Il y avait dans la même prison un homme d'un rang illustre, Narsès, surnommé Marajas, seigneur de la ville d'Arnunum, dans la province de Beth-Garmé. Ayant refusé d'adorer le soleil, il avait été jeté dans les fers; mais la persévérance ne couronna pas un si beau commencement : sa piété s'affaiblit, son courage se lassa, et le malheureux déserta la foi chrétienne. Séduit par la vaine apparence des choses sensibles, épris de l'amour des biens périssables, il préféra la gloire d'un roi de la terre à la gloire du Roi des cieux. Il céda; il fit même la promesse de se prêter à tout ce qu'on exigerait de lui.
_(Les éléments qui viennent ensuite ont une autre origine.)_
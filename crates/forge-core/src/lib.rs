//! Build-manifest synthesis engine for nukeforge
//!
//! Resolves a (operating system, Nuke version) pair into a complete,
//! deterministic Dockerfile: base image, toolchain, version-scoped
//! command blocks, environment and structural directives. Pure
//! computation only; fetching releases and writing files live in
//! `forge-collector`.

pub mod commands;
pub mod constants;
pub mod error;
pub mod os;
pub mod render;
pub mod resolver;
pub mod tables;
pub mod version;

pub use commands::{CommandBlock, CommandCatalog, EnvironmentSet};
pub use error::{Error, Result};
pub use os::{OperatingSystem, UpstreamImage};
pub use render::render;
pub use resolver::{BuildManifest, ReleaseDescriptor, Resolver};
pub use tables::VersionTable;
pub use version::NukeVersion;
//! The build-target rule interpreter
//!
//! Turns a [`ReleaseDescriptor`] into a fully resolved
//! [`BuildManifest`]: base image, toolchain token, version-filtered
//! command blocks and the composed environment. Resolution is pure;
//! every descriptor resolves independently from the same immutable
//! tables, so batch processing is order-independent.

use std::path::PathBuf;

use chrono::{NaiveDate, Utc};
use tracing::debug;

use crate::commands::{CommandBlock, CommandCatalog, EnvironmentSet};
use crate::error::Result;
use crate::os::{OperatingSystem, UpstreamImage};
use crate::tables::VersionTable;
use crate::version::NukeVersion;

/// One buildable release target, produced by the collector.
#[derive(Debug, Clone, PartialEq, Eq)]
pub struct ReleaseDescriptor {
    pub operating_system: OperatingSystem,
    pub version: NukeVersion,
    /// Location of the installable payload. Opaque; never checked for
    /// reachability here.
    pub source_url: String,
}

/// The resolved pieces of one manifest, immutable once built.
#[derive(Debug, Clone, PartialEq, Eq)]
pub struct BuildManifest {
    pub operating_system: OperatingSystem,
    pub version: NukeVersion,
    pub source_url: String,
    pub base_image: UpstreamImage,
    /// Toolchain token for this target, substituted into `{toolset}`.
    pub toolchain: String,
    /// Applicable command blocks, image-scoped first, catalog order
    /// preserved.
    pub commands: Vec<CommandBlock>,
    /// Fully composed environment (static OS set plus computed entries).
    pub environment: EnvironmentSet,
    /// Date stamped into the image-created label.
    pub created: NaiveDate,
}

impl BuildManifest {
    /// Canonical relative path the rendered manifest is written to.
    ///
    /// A pure function of (version, operating system) only; this is the
    /// idempotence key the writer deduplicates on.
    pub fn artifact_path(&self) -> PathBuf {
        PathBuf::from(format!(
            "manifests/{}/{}/Manifest",
            self.version, self.operating_system
        ))
    }
}

/// Resolves release descriptors against a version table and command
/// catalog.
#[derive(Debug, Clone)]
pub struct Resolver {
    table: VersionTable,
    catalog: CommandCatalog,
    build_date: NaiveDate,
}

impl Resolver {
    pub fn new(table: VersionTable, catalog: CommandCatalog) -> Self {
        Self {
            table,
            catalog,
            build_date: Utc::now().date_naive(),
        }
    }

    /// Fix the date stamped into generated manifests.
    pub fn with_build_date(mut self, build_date: NaiveDate) -> Self {
        self.build_date = build_date;
        self
    }

    /// Resolve one descriptor into a manifest.
    ///
    /// Fails with [`crate::Error::ConfigurationGap`] when the version
    /// table has no binding for the target; the gap propagates, it is
    /// never papered over with a default.
    pub fn resolve(&self, descriptor: &ReleaseDescriptor) -> Result<BuildManifest> {
        let os = descriptor.operating_system;
        let version = descriptor.version;

        let base_image = base_image_for(os, version);
        let toolchain = self.table.toolchain(os, version.major)?.to_string();
        let commands = self.applicable_commands(base_image, os, version);
        let environment = self.environment(os, version)?;

        debug!(
            os = %os,
            version = %version,
            image = %base_image,
            blocks = commands.len(),
            "resolved build target"
        );

        Ok(BuildManifest {
            operating_system: os,
            version,
            source_url: descriptor.source_url.clone(),
            base_image,
            toolchain,
            commands,
            environment,
            created: self.build_date,
        })
    }

    /// Image-scoped blocks first, then OS-scoped blocks, filtered down
    /// to the ones applicable to this version. Filtering never reorders
    /// the survivors.
    fn applicable_commands(
        &self,
        image: UpstreamImage,
        os: OperatingSystem,
        version: NukeVersion,
    ) -> Vec<CommandBlock> {
        self.catalog
            .for_image(image)
            .iter()
            .chain(self.catalog.for_os(os))
            .filter(|block| block.applies_to(version))
            .cloned()
            .collect()
    }

    /// Static OS environment plus computed entries: the C++ standard on
    /// Linux, the deployment target on macOS, and the Nuke version for
    /// every target.
    fn environment(&self, os: OperatingSystem, version: NukeVersion) -> Result<EnvironmentSet> {
        let static_env = self.catalog.environment_for(os);

        let mut environment = if os == OperatingSystem::Linux {
            let cpp = self.table.cpp_standard(os, version.major)?.to_string();
            static_env.map_values(|value| {
                crate::render::substitute(value, &[("cpp_version", cpp.as_str())])
            })?
        } else {
            static_env
        };

        if os.is_macos() {
            let target = self.table.deployment_target(os, version.major)?;
            environment.push("MACOSX_DEPLOYMENT_TARGET", target);
        }
        environment.push("NUKE_VERSION", version.to_string());

        Ok(environment)
    }
}

impl Default for Resolver {
    fn default() -> Self {
        Self::new(VersionTable::default(), CommandCatalog::default())
    }
}

/// Base-image rule chain, first match wins. The Linux ladder is checked
/// with `>=` against descending thresholds so a version exactly on a
/// boundary lands in the newer tier.
fn base_image_for(os: OperatingSystem, version: NukeVersion) -> UpstreamImage {
    match os {
        OperatingSystem::Windows => UpstreamImage::DebianBookworm,
        OperatingSystem::MacOs | OperatingSystem::MacOsArm => UpstreamImage::DebianBookwormSlim,
        OperatingSystem::Linux => {
            if version >= NukeVersion::new(15, 0) {
                UpstreamImage::RockyLinux8
            } else {
                UpstreamImage::Manylinux2014
            }
        }
    }
}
Alors le roi, après un avoir délibéré, ordonna qu'on ôtât ses chaînes au généreux Badème et qu'on l'amenât à Lapeta, au lieu nommé Narfacta, où se trouve un palais royal. Narsès, au contraire, y fut conduit avec ses fers; mais on lui promit la liberté s'il égorgeait de sa main Badème : il osa accepter. Badème, le voyant venir à lui le glaive à la main, lui jeta un regard sévère et lui dit : «Narsès, malheureux, ton grand âge t'a-t-il ôté la raison ? Tu n'as pas horreur de répandre le sang des saints ? Que vas-tu faire, et comment pourras-tu ensuite te présenter au tribunal du juste Juge ? Pour moi, il m'est doux de mourir pour le nom de Jésus Christ; mais j'aurais souhaité être frappé par une autre main que la tienne.» Narsès, pâle et troublé, ne laissa pas cependant de consommer son crime, et il leva le fer sur le martyr; mais sa main tremblante portait des coups mal assurés, et ce ne fut qu'après l'avoir frappé quatre fois qu'il fit tomber sa tête. Cette lenteur augmenta de beaucoup le supplice du martyr. Telle fut la mort glorieuse de saint Badème; mais le lâche parricide devint un objet d'horreur pour les païens eux-mêmes, et il mourut misérablement quelque temps après.
Le généreux soldat de Jésus Christ gagna sa couronne la dixième lune du mois d'avril. Son corps fut recueilli par les chrétiens le soir même de ce jour, et déposé dans un magnifique tombeau.
Les sept moines qui avaient été mis en prison y restèrent quatre ans. Après la mort de Sapor ils furent mis en liberté.